We consider a cell-free massive multiple-input multiple-output (mMIMO) network, where unmanned aerial vehicles (UAVs) equipped with multiple antennas serve as distributed UAV-access points (UAV-APs). These UAV-APs provide seamless coverage by jointly serving user equipments (UEs) with out predefined cell boundaries. However, high-capacity wireless networks face significant challenges due to fronthaul limitations in UAV-assisted architectures. This letter proposes a novel UAV-based cell-free mMIMO framework that leverages distributed UAV-APs to serve UEs while addressing the capacity constraints of wireless fronthaul links.

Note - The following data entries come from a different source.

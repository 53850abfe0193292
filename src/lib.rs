//! # DICOM-CPR library
//!
//! This crate computes curved planar reformations (CPR) and oriented axial
//! cross-sections of DICOM volumes along a centerline.
//!
//! Volumes are loaded from a directory of DICOM files or from in-memory
//! [`FileDicomObject<InMemDicomObject>`]s and sorted into a regular grid.
//! A centerline is fitted through seed points with a natural cubic spline
//! and resampled uniformly by arc length. Two reformation methods are
//! supported:
//!  - Stretched: the centerline is projected onto a plane and swept along
//!    one of the volume axes
//!  - Straight: the centerline is swept along a per-point direction field,
//!    triangulated and smoothed
//!
//! The swept surface is stacked into parallel slices, and one square plane
//! perpendicular to the centerline is built per segment. Every point is
//! sampled with trilinear interpolation in parallel using rayon. DICOM files
//! are assumed to have the following attributes:
//!   - Axial data set
//!   - No multiframe (always the first frame is used)
//!   - Images from the same series (Series Instance UID) and acquisition
//!     (Acquisition Number)
//!
//! # Examples
//!
//! ## Reformation of a DICOM series
//!
//! Read a request, load the series it points to and compute the stretched
//! and axial pixel buffers.
//!
//! ```no_run
//! # use dicom_cpr::{compute_cmpr, ReformationRequest, SortBy, VolumeLoader};
//! let request: ReformationRequest =
//!     serde_json::from_str(&std::fs::read_to_string("request.json").unwrap()).unwrap();
//! let loader = VolumeLoader::new(SortBy::InstanceNumber);
//! let result = compute_cmpr(&request, &loader, None).expect("should have reformatted volume");
//! println!("{:?} {:?}", result.dimension_cmpr, result.wwwl_cmpr);
//! ```
//!
//! [`FileDicomObject<InMemDicomObject>`]: https://docs.rs/dicom-object/latest/dicom_object/struct.FileDicomObject.html

pub mod centerline;
pub mod enums;
pub mod error;
pub mod frames;
pub mod geometry;
mod interpolator;
pub mod reformation;
pub mod render;
pub mod sampler;
pub mod stack;
pub mod surface;
pub mod volume;
pub mod volume_loader;

pub use enums::{Axis, Method, SortBy};
pub use error::{CprError, InputError};
pub use reformation::{Reformation, ReformationRequest, ReformationResult, compute_cmpr};
pub use render::{PngPreviewSink, RenderScene, RenderSink};
pub use volume::Volume;
pub use volume_loader::{LoadVolume, VolumeLoader, VolumeLoaderError};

We evaluate functional split Options 7.2 and 8 for the fronthaul links, aiming to maximize the minimum signal-to-interference-plus-noise ratio (SINR) among the UEs and minimize the power consumption by optimizing the transmit powers of UAV-APs and selectively activating them. Our analysis compares sub-6 GHz and millimeter wave (mmWave) bands for the fronthaul, showing that mmWave achieves superior SINR with lower power consumption, particularly under Option 8. Additionally, we determine the minimum fronthaul bandwidth required to activate a single UAV-AP under different split options.